### THE DATA

※

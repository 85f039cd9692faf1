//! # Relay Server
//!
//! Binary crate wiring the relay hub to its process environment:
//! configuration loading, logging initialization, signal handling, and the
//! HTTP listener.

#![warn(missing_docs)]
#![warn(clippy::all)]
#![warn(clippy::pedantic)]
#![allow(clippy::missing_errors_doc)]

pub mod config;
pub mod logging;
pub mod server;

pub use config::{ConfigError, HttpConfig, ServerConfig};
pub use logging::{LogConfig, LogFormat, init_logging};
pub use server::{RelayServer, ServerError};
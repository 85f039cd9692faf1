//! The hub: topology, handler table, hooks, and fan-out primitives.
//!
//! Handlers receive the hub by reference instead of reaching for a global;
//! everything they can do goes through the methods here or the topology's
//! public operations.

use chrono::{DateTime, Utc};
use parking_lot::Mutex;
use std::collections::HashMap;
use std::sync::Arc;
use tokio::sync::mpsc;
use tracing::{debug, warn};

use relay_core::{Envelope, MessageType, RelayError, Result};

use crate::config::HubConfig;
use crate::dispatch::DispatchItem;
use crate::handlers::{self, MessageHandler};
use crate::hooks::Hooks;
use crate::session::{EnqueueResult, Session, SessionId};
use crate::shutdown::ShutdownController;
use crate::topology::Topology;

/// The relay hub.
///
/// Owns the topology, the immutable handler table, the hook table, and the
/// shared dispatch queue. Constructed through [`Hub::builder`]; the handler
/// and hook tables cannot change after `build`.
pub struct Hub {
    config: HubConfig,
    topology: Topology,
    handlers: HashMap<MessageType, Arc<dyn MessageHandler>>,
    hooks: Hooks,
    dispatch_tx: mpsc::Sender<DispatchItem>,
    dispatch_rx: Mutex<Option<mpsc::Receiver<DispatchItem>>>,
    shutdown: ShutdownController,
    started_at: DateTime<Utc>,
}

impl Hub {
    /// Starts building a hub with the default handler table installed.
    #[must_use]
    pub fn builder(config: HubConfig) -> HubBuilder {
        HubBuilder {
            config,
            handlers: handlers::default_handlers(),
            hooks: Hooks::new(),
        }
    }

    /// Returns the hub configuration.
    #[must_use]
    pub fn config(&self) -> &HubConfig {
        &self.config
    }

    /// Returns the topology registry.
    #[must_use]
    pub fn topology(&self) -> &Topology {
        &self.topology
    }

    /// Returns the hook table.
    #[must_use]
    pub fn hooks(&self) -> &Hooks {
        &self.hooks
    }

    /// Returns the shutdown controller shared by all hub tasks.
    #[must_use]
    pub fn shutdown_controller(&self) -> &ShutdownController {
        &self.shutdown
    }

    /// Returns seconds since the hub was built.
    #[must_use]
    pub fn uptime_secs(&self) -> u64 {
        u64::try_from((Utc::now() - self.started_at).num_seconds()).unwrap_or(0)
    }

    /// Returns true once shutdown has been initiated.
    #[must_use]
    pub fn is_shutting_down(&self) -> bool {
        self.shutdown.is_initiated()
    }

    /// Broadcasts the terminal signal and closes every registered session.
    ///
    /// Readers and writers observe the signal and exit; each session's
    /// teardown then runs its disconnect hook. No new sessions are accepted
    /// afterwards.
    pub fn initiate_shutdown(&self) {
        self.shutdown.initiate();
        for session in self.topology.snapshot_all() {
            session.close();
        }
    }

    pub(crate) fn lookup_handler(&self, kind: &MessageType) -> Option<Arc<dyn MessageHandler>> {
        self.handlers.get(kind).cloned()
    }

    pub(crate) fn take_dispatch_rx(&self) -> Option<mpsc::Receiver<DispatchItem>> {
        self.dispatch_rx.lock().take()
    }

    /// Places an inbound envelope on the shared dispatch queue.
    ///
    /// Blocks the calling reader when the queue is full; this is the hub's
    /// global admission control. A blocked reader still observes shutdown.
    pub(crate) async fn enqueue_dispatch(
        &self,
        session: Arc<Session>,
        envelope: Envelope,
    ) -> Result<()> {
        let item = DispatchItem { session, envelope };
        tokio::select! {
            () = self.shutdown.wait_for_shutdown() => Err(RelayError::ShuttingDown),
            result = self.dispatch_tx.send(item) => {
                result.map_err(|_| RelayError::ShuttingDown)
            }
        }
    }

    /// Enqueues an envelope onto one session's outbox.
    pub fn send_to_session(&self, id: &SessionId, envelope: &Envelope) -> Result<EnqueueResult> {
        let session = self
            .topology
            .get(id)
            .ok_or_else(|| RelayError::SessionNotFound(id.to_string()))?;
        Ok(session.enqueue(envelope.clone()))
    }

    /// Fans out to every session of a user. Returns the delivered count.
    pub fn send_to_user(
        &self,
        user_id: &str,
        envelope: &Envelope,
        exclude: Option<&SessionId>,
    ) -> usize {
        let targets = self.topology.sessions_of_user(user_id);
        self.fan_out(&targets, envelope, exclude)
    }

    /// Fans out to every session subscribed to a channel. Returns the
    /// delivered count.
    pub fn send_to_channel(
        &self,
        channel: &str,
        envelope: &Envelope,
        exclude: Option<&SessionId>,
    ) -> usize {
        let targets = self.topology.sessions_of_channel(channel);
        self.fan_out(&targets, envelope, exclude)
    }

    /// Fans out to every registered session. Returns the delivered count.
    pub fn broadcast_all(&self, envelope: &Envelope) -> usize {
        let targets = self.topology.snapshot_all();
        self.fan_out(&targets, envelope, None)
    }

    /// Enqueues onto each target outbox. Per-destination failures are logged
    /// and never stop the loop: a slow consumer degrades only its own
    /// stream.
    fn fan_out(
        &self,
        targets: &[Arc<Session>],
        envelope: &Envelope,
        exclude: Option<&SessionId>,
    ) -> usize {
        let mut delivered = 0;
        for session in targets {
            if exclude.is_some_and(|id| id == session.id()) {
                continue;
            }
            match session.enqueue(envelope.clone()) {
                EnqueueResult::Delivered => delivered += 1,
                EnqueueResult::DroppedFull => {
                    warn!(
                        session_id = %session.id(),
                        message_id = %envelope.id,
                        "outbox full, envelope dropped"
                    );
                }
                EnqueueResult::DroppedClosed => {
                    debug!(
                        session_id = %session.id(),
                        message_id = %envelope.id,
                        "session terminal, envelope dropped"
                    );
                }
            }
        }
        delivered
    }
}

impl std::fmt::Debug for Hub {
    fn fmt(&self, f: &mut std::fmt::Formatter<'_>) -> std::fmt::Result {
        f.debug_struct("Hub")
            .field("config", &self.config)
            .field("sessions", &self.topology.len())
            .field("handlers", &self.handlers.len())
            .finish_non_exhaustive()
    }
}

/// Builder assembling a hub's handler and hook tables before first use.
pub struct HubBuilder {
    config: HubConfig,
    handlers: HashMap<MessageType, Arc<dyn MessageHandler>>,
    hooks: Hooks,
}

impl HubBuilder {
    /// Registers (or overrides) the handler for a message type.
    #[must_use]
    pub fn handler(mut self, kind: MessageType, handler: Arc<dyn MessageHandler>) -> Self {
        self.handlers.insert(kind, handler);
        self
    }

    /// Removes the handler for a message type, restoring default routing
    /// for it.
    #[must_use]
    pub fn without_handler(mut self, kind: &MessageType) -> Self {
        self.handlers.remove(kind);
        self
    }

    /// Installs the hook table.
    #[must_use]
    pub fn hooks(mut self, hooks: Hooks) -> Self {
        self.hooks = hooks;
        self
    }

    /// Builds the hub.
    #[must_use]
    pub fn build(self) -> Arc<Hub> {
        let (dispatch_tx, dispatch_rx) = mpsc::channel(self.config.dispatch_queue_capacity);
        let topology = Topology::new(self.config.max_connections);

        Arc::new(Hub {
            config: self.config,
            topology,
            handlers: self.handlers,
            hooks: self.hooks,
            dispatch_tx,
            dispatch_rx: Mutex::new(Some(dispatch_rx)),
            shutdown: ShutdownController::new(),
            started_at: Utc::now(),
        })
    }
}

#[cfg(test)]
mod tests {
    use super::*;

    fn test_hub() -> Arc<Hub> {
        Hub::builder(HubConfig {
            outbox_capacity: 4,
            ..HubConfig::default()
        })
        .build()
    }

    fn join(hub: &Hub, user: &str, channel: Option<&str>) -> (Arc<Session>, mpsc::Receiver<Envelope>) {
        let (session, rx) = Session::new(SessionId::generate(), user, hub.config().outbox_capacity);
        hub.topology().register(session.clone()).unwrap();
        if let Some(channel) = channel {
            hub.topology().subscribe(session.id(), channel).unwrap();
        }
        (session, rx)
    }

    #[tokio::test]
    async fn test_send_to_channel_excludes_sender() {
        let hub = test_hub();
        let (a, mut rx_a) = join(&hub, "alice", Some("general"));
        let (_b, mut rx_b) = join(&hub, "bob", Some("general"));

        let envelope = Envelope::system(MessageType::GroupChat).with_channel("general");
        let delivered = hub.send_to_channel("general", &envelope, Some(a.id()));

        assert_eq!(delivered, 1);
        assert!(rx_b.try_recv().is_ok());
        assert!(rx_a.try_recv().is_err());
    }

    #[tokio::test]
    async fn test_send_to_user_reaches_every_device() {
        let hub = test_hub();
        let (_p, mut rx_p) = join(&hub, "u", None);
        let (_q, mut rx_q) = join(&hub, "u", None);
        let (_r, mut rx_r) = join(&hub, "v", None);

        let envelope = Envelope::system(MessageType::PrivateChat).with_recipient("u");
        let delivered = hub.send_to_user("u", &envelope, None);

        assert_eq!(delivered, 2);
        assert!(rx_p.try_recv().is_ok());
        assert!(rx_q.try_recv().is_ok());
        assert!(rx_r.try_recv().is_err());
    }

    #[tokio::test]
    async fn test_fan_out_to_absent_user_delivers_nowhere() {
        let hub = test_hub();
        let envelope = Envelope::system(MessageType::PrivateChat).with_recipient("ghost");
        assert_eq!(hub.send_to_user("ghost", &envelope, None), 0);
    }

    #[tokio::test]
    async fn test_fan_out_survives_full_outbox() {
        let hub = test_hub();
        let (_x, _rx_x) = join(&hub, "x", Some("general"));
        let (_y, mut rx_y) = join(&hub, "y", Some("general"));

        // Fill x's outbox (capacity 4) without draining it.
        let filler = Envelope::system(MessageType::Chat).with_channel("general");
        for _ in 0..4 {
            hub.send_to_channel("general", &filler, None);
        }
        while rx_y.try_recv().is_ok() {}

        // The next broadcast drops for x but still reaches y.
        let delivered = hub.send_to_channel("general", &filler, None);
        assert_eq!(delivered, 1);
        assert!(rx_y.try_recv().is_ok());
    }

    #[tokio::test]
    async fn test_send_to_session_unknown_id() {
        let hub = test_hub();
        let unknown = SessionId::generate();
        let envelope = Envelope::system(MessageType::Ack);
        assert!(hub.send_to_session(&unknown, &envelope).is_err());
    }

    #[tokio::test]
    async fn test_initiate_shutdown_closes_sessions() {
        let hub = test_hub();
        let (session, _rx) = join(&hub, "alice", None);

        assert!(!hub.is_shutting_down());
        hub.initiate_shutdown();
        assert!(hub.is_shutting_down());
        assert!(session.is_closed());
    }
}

※

### ASSIGNED TASK
A verbatim transcription is needed of the lines above, starting at the line with "#[cfg(test)]" and ending at the line with "if let Some(channel)", both included, and of nothing else.

### ANSWER SECTION
#[cfg(test)]
mod tests {
    use super::*;

    fn test_hub() -> Arc<Hub> {
        Hub::builder(HubConfig {
            outbox_capacity: 4,
            ..HubConfig::default()
        })
        .build()
    }

    fn join(hub: &Hub, user: &str, channel: Option<&str>) -> (Arc<Session>, mpsc::Receiver<Envelope>) {
        let (session, rx) = Session::new(SessionId::generate(), user, hub.config().outbox_capacity);
        hub.topology().register(session.clone()).unwrap();
        if let Some(channel) = channel {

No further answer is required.